Let’s take a closer look at each.
Nvidia 4 for 1 Split
Let’s first get the math out of the way. Nvidia stock will split 4 for 1. That means the stock will drop to 1/4th its current value, but each shareholder will receive four shares for every one share they previously owned like so:
Pre-Split: 100 shares @ $600
Post-Split: 400 shares @ $150
Notice how there’s no net change in the value of the position. You had $60,000 in Nvidia before the split, and you have $60,000 after it. There are multiple reasons why trader should cheer the news.
One: It cheapens the share price bringing a new class of potential buyers into the fray that were previously turned off by the sky-high price.
Two: It increases the daily trading volume, and thus liquidity. The 50-day average volume for NVDA right now is 7.5 million. It could go up 4x after the split to 30 million shares. That will tighten bid-ask spreads and make it easier to buy and sell.
Three: Options liquidity should also improve. The distance between strike prices will shrink giving more flexibility in strike selection too.
Four: The cheaper share price will make trades like covered calls and naked puts much easier to build given the lower capital requirement.
Five: The announcement of the split is a form of signaling. It is the company saying they believe the share price will continue to rise. Businesses don’t announce splits when they’re pessimistic and business is bad.
Six: The anticipation of the split should provide a tailwind to the share price. Think about the ramp in Tesla shares running up to its split, for instance.
IAU 1 for 2 Split
GLD is arguably the most popular gold-based ETF on the Street. It was the first to market and has the most memorable ticker symbol. During the height of gold’s 2011 run to $1,900, its assets under management momentarily swelled past the S&P 500 ETF (SPY).
You may not know this but BlackRock has its own gold-based ETF within its suite of iShares funds. It’s the iShares Gold Trust and trades under the ticker IAU. Its price movement mirrors gold futures, and thus GLD. But the big difference is the share cost. While GLD costs approximately $175 per share, before this week’s reverse split, IAU only costs about $17. That made it a much more attractive option for small-dollar traders.

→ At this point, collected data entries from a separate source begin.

//! Chapter marker types and error definitions.

use std::fmt;
use std::str::FromStr;

use serde::{Deserialize, Serialize};

/// One chapter start in the output timeline.
#[derive(Debug, Clone, PartialEq, Eq, Serialize, Deserialize)]
pub struct ChapterMarker {
    /// Start timecode (`HH:MM:SS.nnnnnnnnn`).
    pub timecode: String,
    /// Display name; unnamed chapters get a sequential name when written.
    pub label: Option<String>,
}

impl ChapterMarker {
    pub fn new(timecode: impl Into<String>, label: Option<&str>) -> Self {
        Self {
            timecode: timecode.into(),
            label: label.map(str::to_string),
        }
    }

    /// Label, or "Chapter NN" for the 1-based `number`.
    pub fn display_name(&self, number: usize) -> String {
        match &self.label {
            Some(label) if !label.is_empty() => label.clone(),
            _ => format!("Chapter {:02}", number),
        }
    }
}

/// Chapter file format.
#[derive(Debug, Clone, Copy, PartialEq, Eq, Default, Serialize, Deserialize)]
#[serde(rename_all = "lowercase")]
pub enum ChapterFormat {
    /// Matroska chapter XML.
    #[default]
    Xml,
    /// OGM simple chapter text.
    Ogm,
}

impl ChapterFormat {
    /// Usual file extension for this format.
    pub fn extension(&self) -> &'static str {
        match self {
            ChapterFormat::Xml => "xml",
            ChapterFormat::Ogm => "txt",
        }
    }
}

impl fmt::Display for ChapterFormat {
    fn fmt(&self, f: &mut fmt::Formatter<'_>) -> fmt::Result {
        match self {
            ChapterFormat::Xml => write!(f, "xml"),
            ChapterFormat::Ogm => write!(f, "ogm"),
        }
    }
}

impl FromStr for ChapterFormat {
    type Err = ChapterError;

    fn from_str(s: &str) -> Result<Self, Self::Err> {
        match s.trim().to_ascii_lowercase().as_str() {
            "xml" | "matroska" => Ok(ChapterFormat::Xml),
            "ogm" | "txt" => Ok(ChapterFormat::Ogm),
            other => Err(ChapterError::UnknownFormat(other.to_string())),
        }
    }
}

/// Error types for chapter output.
#[derive(Debug, thiserror::Error)]
pub enum ChapterError {
    /// Marker timecode could not be parsed.
    #[error("Invalid chapter timecode: {0}")]
    InvalidTimecode(String),

    /// Unsupported format name.
    #[error("Unknown chapter format: {0}")]
    UnknownFormat(String),

    /// IO error.
    #[error("IO error: {0}")]
    IoError(#[from] std::io::Error),
}

/// Type alias for chapter operation results.
pub type ChapterResult<T> = Result<T, ChapterError>;
//! Combining and compacting of ordered ranges.

use super::FrameRange;

/// Merge touching or overlapping ranges into the minimal set of runs.
///
/// Input must be sorted by start. The output covers exactly the same frames,
/// so each run becomes one cut instead of several adjacent ones.
pub fn combine(ranges: &[FrameRange]) -> Vec<FrameRange> {
    let mut merged: Vec<FrameRange> = Vec::with_capacity(ranges.len());

    for &range in ranges {
        match merged.last_mut() {
            Some(current) if range.start <= current.end => {
                current.end = current.end.max(range.end);
            }
            _ => merged.push(range),
        }
    }

    merged
}

/// Re-flow ranges back-to-back from frame 0, preserving each length.
///
/// This maps kept ranges of the source onto their position in the spliced
/// output: the first range starts at 0 and each next one starts where the
/// previous one ends.
pub fn compact(ranges: &[FrameRange]) -> Vec<FrameRange> {
    let mut cursor = 0;
    ranges
        .iter()
        .map(|range| {
            let start = cursor;
            cursor += range.len();
            FrameRange::new(start, cursor)
        })
        .collect()
}

/// Total number of frames covered by the ranges.
pub fn covered_frames(ranges: &[FrameRange]) -> u64 {
    ranges.iter().map(FrameRange::len).sum()
}
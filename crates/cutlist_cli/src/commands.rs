//! Subcommand bodies.

use std::path::{Path, PathBuf};

use anyhow::{Context, Result};

use cutlist_core::chapters::{write_chapters, ChapterFormat};
use cutlist_core::config::Settings;
use cutlist_core::cutter::{AudioCutter, CutJob, FfmpegCutter};
use cutlist_core::input::{parse_chapters_str, parse_trims_str};
use cutlist_core::{ChapterPlanner, FrameRange, SequenceInfo, TrimPlanner};

use crate::SequenceArgs;

pub struct ChapterOptions<'a> {
    pub chapters: &'a str,
    pub names: bool,
    pub chapters_out: Option<&'a Path>,
    pub format: Option<ChapterFormat>,
}

/// Plan a flat trim list, optionally cutting the source. Returns the plan JSON.
pub fn trim(settings: &Settings, args: &SequenceArgs, trims: &str) -> Result<String> {
    let sequence = args.sequence()?;
    let spec = parse_trims_str(trims).context("Invalid trims")?;

    let plan = TrimPlanner::new(sequence)
        .with_settings(&settings.planner)
        .debug(args.debug)
        .plan(&spec)
        .context("Failed to plan trims")?;

    cut_if_requested(settings, args, &sequence, &plan.ranges())?;

    serde_json::to_string_pretty(&plan).context("Failed to serialize plan")
}

/// Plan chapters, optionally cutting the source and writing a chapter file.
pub fn chapters(
    settings: &Settings,
    args: &SequenceArgs,
    options: &ChapterOptions<'_>,
) -> Result<String> {
    let sequence = args.sequence()?;
    let entries = parse_chapters_str(options.chapters, options.names).context("Invalid chapters")?;

    let plan = ChapterPlanner::new(sequence)
        .with_settings(&settings.planner)
        .names(options.names)
        .debug(args.debug)
        .plan(&entries)
        .context("Failed to plan chapters")?;

    cut_if_requested(settings, args, &sequence, &plan.cut_ranges())?;

    if let Some(path) = options.chapters_out {
        let format = options.format.unwrap_or(settings.chapters.format);
        let path = chapter_path(path, format);
        write_chapters(format, &settings.chapters.language, &plan.markers(), &path)
            .with_context(|| format!("Failed to write chapters to {}", path.display()))?;
    }

    serde_json::to_string_pretty(&plan).context("Failed to serialize plan")
}

/// Add the format's usual extension when the path has none.
fn chapter_path(path: &Path, format: ChapterFormat) -> PathBuf {
    if path.extension().is_some() {
        path.to_path_buf()
    } else {
        path.with_extension(format.extension())
    }
}

fn cut_if_requested(
    settings: &Settings,
    args: &SequenceArgs,
    sequence: &SequenceInfo,
    ranges: &[FrameRange],
) -> Result<()> {
    let (Some(source), Some(output)) = (&args.source, &args.output) else {
        return Ok(());
    };

    let job = CutJob {
        source,
        ranges,
        sequence,
        output,
    };
    FfmpegCutter::from_settings(&settings.cutter)
        .cut(&job)
        .with_context(|| format!("Failed to cut {}", source.display()))
}
//! ffmpeg command wrapper for audio cutting.
//!
//! All kept ranges are cut and joined in a single ffmpeg pass: each range
//! gets an `atrim` filter (start inclusive, end exclusive) and the pieces
//! are fed into one `concat` filter.

use std::process::Command;

use super::{AudioCutter, CutError, CutJob, CutResult};
use crate::config::CutterSettings;
use crate::frames::FrameRange;
use crate::sequence::FrameRate;
use crate::timecode::{format_seconds, frame_to_ns};

/// Cuts audio by spawning ffmpeg.
#[derive(Debug, Clone)]
pub struct FfmpegCutter {
    /// Program to run.
    pub program: String,
    /// Arguments inserted before the output path (codec options etc.).
    pub extra_args: Vec<String>,
    /// Overwrite an existing output file.
    pub overwrite: bool,
}

impl Default for FfmpegCutter {
    fn default() -> Self {
        Self::from_settings(&CutterSettings::default())
    }
}

impl FfmpegCutter {
    pub fn from_settings(settings: &CutterSettings) -> Self {
        Self {
            program: settings.program.clone(),
            extra_args: settings.extra_args.clone(),
            overwrite: settings.overwrite,
        }
    }

    /// Build the `-filter_complex` graph for the given ranges.
    pub fn filter_graph(ranges: &[FrameRange], fps: FrameRate) -> String {
        let mut filter = String::new();

        for (i, range) in ranges.iter().enumerate() {
            filter.push_str(&format!(
                "[0:a]atrim=start={}:end={},asetpts=PTS-STARTPTS[a{}];",
                format_seconds(frame_to_ns(range.start, fps)),
                format_seconds(frame_to_ns(range.end, fps)),
                i
            ));
        }
        for i in 0..ranges.len() {
            filter.push_str(&format!("[a{}]", i));
        }
        filter.push_str(&format!("concat=n={}:v=0:a=1[out]", ranges.len()));

        filter
    }

    /// Build the full argument list (without the program name).
    pub fn build_args(&self, job: &CutJob<'_>) -> Vec<String> {
        let mut args = Vec::new();
        args.push(if self.overwrite { "-y" } else { "-n" }.to_string());
        args.extend(["-hide_banner", "-nostdin", "-loglevel", "error"].map(String::from));
        args.push("-i".to_string());
        args.push(job.source.display().to_string());
        args.push("-filter_complex".to_string());
        args.push(Self::filter_graph(job.ranges, job.sequence.fps()));
        args.push("-map".to_string());
        args.push("[out]".to_string());
        args.extend(self.extra_args.iter().cloned());
        args.push(job.output.display().to_string());
        args
    }
}

impl AudioCutter for FfmpegCutter {
    fn cut(&self, job: &CutJob<'_>) -> CutResult<()> {
        if !job.source.exists() {
            return Err(CutError::SourceNotFound(job.source.to_path_buf()));
        }
        if job.ranges.is_empty() {
            return Err(CutError::NoRanges(job.source.to_path_buf()));
        }

        let args = self.build_args(job);
        tracing::debug!("Running: {} {}", self.program, args.join(" "));

        let output = Command::new(&self.program)
            .args(&args)
            .output()
            .map_err(|source| CutError::Spawn {
                tool: self.program.clone(),
                source,
            })?;

        if !output.status.success() {
            let stderr = String::from_utf8_lossy(&output.stderr);
            return Err(CutError::CommandFailed {
                tool: self.program.clone(),
                exit_code: output.status.code().unwrap_or(-1),
                message: stderr.trim().to_string(),
            });
        }

        tracing::info!(
            "Cut {} ranges from {} to {}",
            job.ranges.len(),
            job.source.display(),
            job.output.display()
        );

        Ok(())
    }
}

#[cfg(test)]
mod tests {
    use super::*;
    use crate::sequence::SequenceInfo;
    use std::path::Path;
    use tempfile::tempdir;

    fn sequence() -> SequenceInfo {
        SequenceInfo::from_parts(100, 5, 1).unwrap()
    }

    #[test]
    fn filter_graph_trims_and_concats() {
        let ranges = [FrameRange::new(3, 22), FrameRange::new(97, 100)];
        let filter = FfmpegCutter::filter_graph(&ranges, sequence().fps());

        assert_eq!(
            filter,
            "[0:a]atrim=start=0.600000000:end=4.400000000,asetpts=PTS-STARTPTS[a0];\
             [0:a]atrim=start=19.400000000:end=20.000000000,asetpts=PTS-STARTPTS[a1];\
             [a0][a1]concat=n=2:v=0:a=1[out]"
        );
    }

    #[test]
    fn build_args_orders_input_and_output() {
        let seq = sequence();
        let ranges = [FrameRange::new(0, 5)];
        let job = CutJob {
            source: Path::new("in.flac"),
            ranges: &ranges,
            sequence: &seq,
            output: Path::new("out.flac"),
        };
        let cutter = FfmpegCutter {
            extra_args: vec!["-c:a".to_string(), "flac".to_string()],
            ..FfmpegCutter::default()
        };

        let args = cutter.build_args(&job);
        assert_eq!(args[0], "-y");
        let input = args.iter().position(|a| a == "-i").unwrap();
        assert_eq!(args[input + 1], "in.flac");
        assert_eq!(&args[args.len() - 3..], ["-c:a", "flac", "out.flac"]);
    }

    #[test]
    fn missing_source_fails_before_spawning() {
        let dir = tempdir().unwrap();
        let seq = sequence();
        let ranges = [FrameRange::new(0, 5)];
        let source = dir.path().join("missing.flac");
        let output = dir.path().join("out.flac");
        let job = CutJob {
            source: &source,
            ranges: &ranges,
            sequence: &seq,
            output: &output,
        };

        assert!(matches!(
            FfmpegCutter::default().cut(&job),
            Err(CutError::SourceNotFound(_))
        ));
    }

    #[test]
    fn empty_ranges_fail() {
        let dir = tempdir().unwrap();
        let seq = sequence();
        let source = dir.path().join("in.flac");
        std::fs::write(&source, b"").unwrap();
        let output = dir.path().join("out.flac");
        let job = CutJob {
            source: &source,
            ranges: &[],
            sequence: &seq,
            output: &output,
        };

        assert!(matches!(
            FfmpegCutter::default().cut(&job),
            Err(CutError::NoRanges(_))
        ));
    }

    #[test]
    fn missing_program_is_spawn_error() {
        let dir = tempdir().unwrap();
        let seq = sequence();
        let ranges = [FrameRange::new(0, 5)];
        let source = dir.path().join("in.flac");
        std::fs::write(&source, b"").unwrap();
        let output = dir.path().join("out.flac");
        let job = CutJob {
            source: &source,
            ranges: &ranges,
            sequence: &seq,
            output: &output,
        };
        let cutter = FfmpegCutter {
            program: "cutlist-test-no-such-program".to_string(),
            ..FfmpegCutter::default()
        };

        assert!(matches!(cutter.cut(&job), Err(CutError::Spawn { .. })));
    }
}
//! Chapter file output.
//!
//! After a chapter plan is computed, its markers (timecode + label in the
//! post-cut timeline) are written to a chapter file for the muxer.
//!
//! # Formats
//!
//! - **Matroska XML**: `<Chapters>` document for mkvmerge `--chapters`
//! - **OGM text**: `CHAPTER01=HH:MM:SS.mmm` / `CHAPTER01NAME=...` pairs
//!
//! # Usage
//!
//! ```ignore
//! use cutlist_core::chapters::{ChapterFormat, write_chapters};
//!
//! let plan = ChapterPlanner::new(sequence).plan(&entries)?;
//! write_chapters(ChapterFormat::Xml, "eng", &plan.markers(), Path::new("chapters.xml"))?;
//! ```

mod types;
mod writer;

pub use types::{ChapterError, ChapterFormat, ChapterMarker, ChapterResult};
pub use writer::{write_chapters, ChapterWriter, MatroskaXmlWriter, OgmWriter};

But, I guess BlackRock decided It was time to boost the share price a bit. It’s an interesting move. Normally we don’t see reverse splits until something pushes into the single digits because of a big bear market. Gold is in the middle of a bull run and is well higher than it was in 2015 and 2016, so the timing of the decision is curious.
IAU will split 1 for 2. That means the stock doubled, but each shareholder’s position will be cut in half like so:
Pre-Split: 100 shares @ $17
Post-Split: 50 shares @ $34
From a trading perspective, I actually like the move. The premiums available when the stock was in the low- teens was abysmal. Now that prices are at $36, I’m actually starting to see enough juice to make naked puts and covered calls interesting.